━━ Record extracts

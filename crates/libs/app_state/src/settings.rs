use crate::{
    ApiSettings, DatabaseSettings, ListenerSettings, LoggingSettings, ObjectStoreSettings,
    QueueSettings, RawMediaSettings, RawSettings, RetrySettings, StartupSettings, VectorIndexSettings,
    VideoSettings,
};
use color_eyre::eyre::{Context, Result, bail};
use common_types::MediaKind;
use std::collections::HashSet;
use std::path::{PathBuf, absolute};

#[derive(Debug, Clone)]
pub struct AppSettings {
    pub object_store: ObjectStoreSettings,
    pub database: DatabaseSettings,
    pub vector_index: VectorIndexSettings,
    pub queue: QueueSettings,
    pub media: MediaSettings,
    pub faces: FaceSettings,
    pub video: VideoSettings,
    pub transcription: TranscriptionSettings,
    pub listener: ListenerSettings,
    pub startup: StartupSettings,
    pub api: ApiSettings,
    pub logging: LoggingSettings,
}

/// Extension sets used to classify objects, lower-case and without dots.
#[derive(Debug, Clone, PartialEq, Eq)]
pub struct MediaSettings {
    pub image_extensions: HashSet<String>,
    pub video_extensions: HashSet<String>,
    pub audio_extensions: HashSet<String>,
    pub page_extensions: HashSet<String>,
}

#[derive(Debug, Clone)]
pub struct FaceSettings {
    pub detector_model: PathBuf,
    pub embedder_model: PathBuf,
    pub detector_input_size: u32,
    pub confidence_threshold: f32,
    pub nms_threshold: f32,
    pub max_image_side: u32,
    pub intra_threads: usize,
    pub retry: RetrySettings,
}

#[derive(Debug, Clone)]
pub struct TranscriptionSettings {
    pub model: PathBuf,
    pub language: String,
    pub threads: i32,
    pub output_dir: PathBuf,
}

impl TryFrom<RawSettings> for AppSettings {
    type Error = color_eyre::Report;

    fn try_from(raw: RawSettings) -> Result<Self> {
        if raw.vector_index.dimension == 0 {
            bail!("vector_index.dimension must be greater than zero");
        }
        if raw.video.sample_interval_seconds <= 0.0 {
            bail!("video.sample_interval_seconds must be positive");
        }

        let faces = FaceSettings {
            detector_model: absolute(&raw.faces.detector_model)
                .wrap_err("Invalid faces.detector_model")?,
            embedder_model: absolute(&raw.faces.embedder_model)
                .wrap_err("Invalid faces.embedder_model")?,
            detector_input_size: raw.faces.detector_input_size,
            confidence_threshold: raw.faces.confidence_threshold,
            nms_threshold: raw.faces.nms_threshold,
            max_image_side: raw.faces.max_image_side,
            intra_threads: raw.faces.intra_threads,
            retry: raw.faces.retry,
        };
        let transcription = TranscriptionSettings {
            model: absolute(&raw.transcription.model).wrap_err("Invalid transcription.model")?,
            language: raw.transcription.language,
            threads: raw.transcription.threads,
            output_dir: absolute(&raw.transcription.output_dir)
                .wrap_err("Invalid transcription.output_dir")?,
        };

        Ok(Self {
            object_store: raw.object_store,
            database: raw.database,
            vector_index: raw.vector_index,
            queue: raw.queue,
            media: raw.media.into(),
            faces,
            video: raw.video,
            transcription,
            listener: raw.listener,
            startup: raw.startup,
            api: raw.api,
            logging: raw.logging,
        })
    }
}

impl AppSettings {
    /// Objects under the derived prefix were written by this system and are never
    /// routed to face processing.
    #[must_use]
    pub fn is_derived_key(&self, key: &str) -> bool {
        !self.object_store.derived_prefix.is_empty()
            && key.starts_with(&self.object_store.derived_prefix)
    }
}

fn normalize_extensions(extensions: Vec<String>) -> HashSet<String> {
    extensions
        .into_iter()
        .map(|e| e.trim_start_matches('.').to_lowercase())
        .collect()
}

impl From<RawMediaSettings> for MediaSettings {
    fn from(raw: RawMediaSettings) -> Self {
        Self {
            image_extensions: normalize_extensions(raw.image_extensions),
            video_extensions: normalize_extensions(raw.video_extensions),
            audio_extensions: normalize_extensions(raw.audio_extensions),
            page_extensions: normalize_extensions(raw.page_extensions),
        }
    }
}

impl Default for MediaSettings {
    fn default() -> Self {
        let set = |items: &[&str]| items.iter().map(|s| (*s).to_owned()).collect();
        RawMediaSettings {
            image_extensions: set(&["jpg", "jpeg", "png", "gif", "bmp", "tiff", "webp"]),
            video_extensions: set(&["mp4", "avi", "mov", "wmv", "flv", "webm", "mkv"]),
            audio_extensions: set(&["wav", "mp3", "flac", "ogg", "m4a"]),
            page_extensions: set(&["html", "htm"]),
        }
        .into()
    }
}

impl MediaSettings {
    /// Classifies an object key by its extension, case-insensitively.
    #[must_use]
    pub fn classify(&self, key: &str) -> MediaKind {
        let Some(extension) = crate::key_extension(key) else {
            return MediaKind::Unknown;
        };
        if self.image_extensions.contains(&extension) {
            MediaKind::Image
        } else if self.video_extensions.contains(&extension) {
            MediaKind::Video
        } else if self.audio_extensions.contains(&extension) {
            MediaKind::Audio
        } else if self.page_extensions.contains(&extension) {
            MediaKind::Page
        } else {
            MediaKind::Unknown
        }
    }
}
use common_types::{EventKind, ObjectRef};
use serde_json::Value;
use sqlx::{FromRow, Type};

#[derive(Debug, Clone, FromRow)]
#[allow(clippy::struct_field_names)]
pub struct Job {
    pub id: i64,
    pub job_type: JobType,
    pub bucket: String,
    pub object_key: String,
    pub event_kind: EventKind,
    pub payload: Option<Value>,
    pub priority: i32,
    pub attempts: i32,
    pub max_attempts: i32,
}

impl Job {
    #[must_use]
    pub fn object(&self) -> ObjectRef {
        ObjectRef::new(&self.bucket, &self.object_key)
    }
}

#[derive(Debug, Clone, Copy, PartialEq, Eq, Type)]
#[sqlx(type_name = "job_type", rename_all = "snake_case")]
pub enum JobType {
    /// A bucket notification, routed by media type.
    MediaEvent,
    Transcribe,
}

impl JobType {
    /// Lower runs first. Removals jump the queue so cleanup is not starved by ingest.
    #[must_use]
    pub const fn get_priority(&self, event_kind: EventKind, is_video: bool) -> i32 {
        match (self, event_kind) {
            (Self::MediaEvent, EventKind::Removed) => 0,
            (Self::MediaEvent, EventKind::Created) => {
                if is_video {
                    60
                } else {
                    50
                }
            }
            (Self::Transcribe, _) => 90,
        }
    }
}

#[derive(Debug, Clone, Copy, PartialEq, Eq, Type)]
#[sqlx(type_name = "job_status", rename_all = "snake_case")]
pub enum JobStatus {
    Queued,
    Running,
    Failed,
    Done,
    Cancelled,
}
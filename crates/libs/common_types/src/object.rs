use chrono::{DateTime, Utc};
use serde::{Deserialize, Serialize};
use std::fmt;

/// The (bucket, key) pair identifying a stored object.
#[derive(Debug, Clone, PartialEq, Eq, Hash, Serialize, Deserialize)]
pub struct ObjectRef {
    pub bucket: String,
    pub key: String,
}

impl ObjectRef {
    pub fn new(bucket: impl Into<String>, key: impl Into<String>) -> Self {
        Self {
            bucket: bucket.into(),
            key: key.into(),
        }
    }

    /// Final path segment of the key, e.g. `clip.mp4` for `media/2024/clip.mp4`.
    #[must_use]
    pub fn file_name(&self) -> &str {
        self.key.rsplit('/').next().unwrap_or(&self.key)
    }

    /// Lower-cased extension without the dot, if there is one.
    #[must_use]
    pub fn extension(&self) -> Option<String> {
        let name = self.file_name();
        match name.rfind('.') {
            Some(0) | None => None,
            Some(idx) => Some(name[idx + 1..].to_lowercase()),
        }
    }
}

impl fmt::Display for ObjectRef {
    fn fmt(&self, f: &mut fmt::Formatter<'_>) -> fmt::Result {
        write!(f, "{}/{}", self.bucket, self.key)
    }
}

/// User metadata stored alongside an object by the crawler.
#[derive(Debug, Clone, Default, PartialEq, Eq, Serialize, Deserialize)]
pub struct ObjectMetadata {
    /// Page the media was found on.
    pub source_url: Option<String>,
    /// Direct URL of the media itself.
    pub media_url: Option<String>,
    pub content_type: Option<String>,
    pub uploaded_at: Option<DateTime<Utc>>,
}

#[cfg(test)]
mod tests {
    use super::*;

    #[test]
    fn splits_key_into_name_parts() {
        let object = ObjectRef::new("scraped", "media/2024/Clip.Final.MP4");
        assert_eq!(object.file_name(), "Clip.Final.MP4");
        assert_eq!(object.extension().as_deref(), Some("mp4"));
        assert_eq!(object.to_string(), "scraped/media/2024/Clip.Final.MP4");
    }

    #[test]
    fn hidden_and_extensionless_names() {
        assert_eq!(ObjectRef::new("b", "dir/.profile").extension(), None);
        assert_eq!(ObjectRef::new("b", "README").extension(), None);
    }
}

━━━━

> **Assignment**: Check each line of the listing above. Copy the ones with the word "sqlx".

> **Response to this task**:
use sqlx::{FromRow, Type};
#[sqlx(type_name = "job_type", rename_all = "snake_case")]
#[sqlx(type_name = "job_status", rename_all = "snake_case")]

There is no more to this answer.